▶ _WHAT IS REQUIRED_
Show only those lines of the entries where the string "struct" is found.

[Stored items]
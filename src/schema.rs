use chrono::NaiveDate;
use rust_decimal::Decimal;
use serde::{Deserialize, Serialize};
use uuid::Uuid;

/// Which convention a period amount was computed under. Resolved once per
/// asset (request override, then the account default, then `Monthly`) and
/// stored on every record so the figure stays traceable.
#[derive(Debug, Clone, Copy, PartialEq, Eq, Serialize, Deserialize)]
#[serde(rename_all = "lowercase")]
pub enum CalculationMethod {
    /// Annual amount spread over the exact calendar days of the year.
    Daily,
    /// Annual amount split into twelve equal parts, prorated in the
    /// acquisition month.
    Monthly,
}

impl Default for CalculationMethod {
    fn default() -> Self {
        Self::Monthly
    }
}

impl std::fmt::Display for CalculationMethod {
    fn fmt(&self, f: &mut std::fmt::Formatter<'_>) -> std::fmt::Result {
        match self {
            Self::Daily => write!(f, "daily"),
            Self::Monthly => write!(f, "monthly"),
        }
    }
}

/// Asset-class account, read-only to this engine. Supplies the default
/// calculation method and the code/name shown on report rows.
#[derive(Debug, Clone, Serialize, Deserialize)]
pub struct DepreciationAccount {
    pub id: Uuid,
    pub code: String,
    pub name: String,
    pub default_method: Option<CalculationMethod>,
}

#[derive(Debug, Clone, Copy, PartialEq, Eq, Serialize, Deserialize)]
#[serde(rename_all = "snake_case")]
pub enum AssetStatus {
    Active,
    Disposed,
    WrittenOff,
}

/// A depreciable resource. Created by the registration workflow; this engine
/// only ever touches `accumulated_depreciation` and `book_value`, and only
/// through a committed period.
///
/// Invariants held after every successful commit:
/// - `book_value = acquisition_cost - accumulated_depreciation`
/// - `0 <= accumulated_depreciation <= acquisition_cost - salvage_value`
/// - `accumulated_depreciation` never decreases
#[derive(Debug, Clone, Serialize, Deserialize)]
pub struct FixedAsset {
    pub id: Uuid,
    pub company_id: Uuid,
    /// Asset-class account supplying the default calculation method.
    pub account_id: Option<Uuid>,
    pub name: String,
    pub code: Option<String>,
    pub acquisition_date: NaiveDate,
    pub acquisition_cost: Decimal,
    pub initial_balance: Decimal,
    pub purchases: Decimal,
    pub salvage_value: Decimal,
    /// Annual depreciation rate, percent.
    pub depreciation_rate: Decimal,
    /// Declarative method label from registration (e.g. "linear").
    pub depreciation_method: String,
    pub accumulated_depreciation: Decimal,
    pub book_value: Decimal,
    pub status: AssetStatus,
}

impl FixedAsset {
    /// Total amount that can ever be depreciated.
    pub fn depreciable_base(&self) -> Decimal {
        self.acquisition_cost - self.salvage_value
    }
}

/// One immutable ledger entry for one (asset, year, month). Never mutated or
/// deleted by this engine; corrections are a separate workflow.
#[derive(Debug, Clone, Serialize, Deserialize)]
pub struct DepreciationRecord {
    pub id: Uuid,
    pub asset_id: Uuid,
    pub company_id: Uuid,
    pub year: i32,
    pub month: u32,
    /// Book value carried from the prior record, or the asset's book value
    /// if this is the first record.
    pub opening_balance: Decimal,
    pub depreciation_amount: Decimal,
    /// Accumulated depreciation after this period.
    pub accumulated_depreciation: Decimal,
    pub closing_balance: Decimal,
    pub method: CalculationMethod,
    /// Human-readable audit note describing method and day counts.
    pub note: String,
    /// Actor who triggered the computation.
    pub calculated_by: Uuid,
}

/// One compute call: depreciate a company's active assets for a period.
#[derive(Debug, Clone, Serialize, Deserialize)]
pub struct DepreciationRequest {
    pub company_id: Uuid,
    pub year: i32,
    /// 1-12.
    pub month: u32,
    /// Restrict the run to a subset of assets.
    #[serde(default)]
    pub asset_ids: Option<Vec<Uuid>>,
    /// Overrides the account default for every asset in the run.
    #[serde(default)]
    pub method_override: Option<CalculationMethod>,
    /// Restrict the run to assets under one account.
    #[serde(default)]
    pub account_id: Option<Uuid>,
    /// Recorded on each new ledger record.
    pub calculated_by: Uuid,
}

/// Calendar facts for the requested period, echoed back with the batch.
#[derive(Debug, Clone, Serialize, Deserialize)]
pub struct CalculationInfo {
    pub year: i32,
    pub month: u32,
    pub days_in_month: u32,
    pub days_in_year: u32,
    pub account_filter: Option<Uuid>,
}

#[derive(Debug, Clone, Serialize, Deserialize)]
pub struct AssetResult {
    pub asset_id: Uuid,
    pub asset_name: String,
    pub calculation_method: CalculationMethod,
    /// Days actually depreciated this period (prorated in the first month).
    pub depreciable_days: u32,
    pub total_days_in_month: u32,
    pub is_first_month: bool,
    pub acquisition_date: NaiveDate,
    pub depreciation_amount: Decimal,
    pub accumulated_depreciation: Decimal,
    pub closing_balance: Decimal,
    /// True when the requested period does not immediately follow the
    /// asset's last record; a month of depreciation may be missing.
    pub non_contiguous: bool,
}

#[derive(Debug, Clone, Serialize, Deserialize)]
pub struct ErrorDetail {
    pub asset_id: Uuid,
    pub asset_name: String,
    pub error: String,
}

#[derive(Debug, Clone, Serialize, Deserialize)]
pub struct SkippedDetail {
    pub asset_id: Uuid,
    pub asset_name: String,
    pub reason: String,
}

/// Aggregate outcome of a batch run. Every asset lands in exactly one of the
/// three buckets; one asset's failure never aborts the others.
#[derive(Debug, Clone, Serialize, Deserialize)]
pub struct BatchOutcome {
    pub processed: usize,
    pub errors: usize,
    pub skipped: usize,
    pub calculation_info: CalculationInfo,
    pub results: Vec<AssetResult>,
    pub error_details: Vec<ErrorDetail>,
    pub skipped_details: Vec<SkippedDetail>,
    /// True when a cancel token stopped the loop before the asset set was
    /// exhausted; committed assets stay committed.
    pub cancelled: bool,
}

#[cfg(test)]
mod tests {
    use super::*;
    use rust_decimal_macros::dec;

    #[test]
    fn test_method_serde_lowercase() {
        assert_eq!(
            serde_json::to_string(&CalculationMethod::Daily).unwrap(),
            "\"daily\""
        );
        let m: CalculationMethod = serde_json::from_str("\"monthly\"").unwrap();
        assert_eq!(m, CalculationMethod::Monthly);
    }

    #[test]
    fn test_depreciable_base() {
        let asset = FixedAsset {
            id: Uuid::new_v4(),
            company_id: Uuid::new_v4(),
            account_id: None,
            name: "Printer".to_string(),
            code: Some("FA-001".to_string()),
            acquisition_date: NaiveDate::from_ymd_opt(2024, 1, 1).unwrap(),
            acquisition_cost: dec!(12000),
            initial_balance: dec!(12000),
            purchases: Decimal::ZERO,
            salvage_value: dec!(2000),
            depreciation_rate: dec!(10),
            depreciation_method: "linear".to_string(),
            accumulated_depreciation: Decimal::ZERO,
            book_value: dec!(12000),
            status: AssetStatus::Active,
        };
        assert_eq!(asset.depreciable_base(), dec!(10000));
    }
}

▶ _RESULT_
pub struct DepreciationAccount {
pub struct FixedAsset {
pub struct DepreciationRecord {
pub struct DepreciationRequest {
pub struct CalculationInfo {
pub struct AssetResult {
pub struct ErrorDetail {
pub struct SkippedDetail {
pub struct BatchOutcome {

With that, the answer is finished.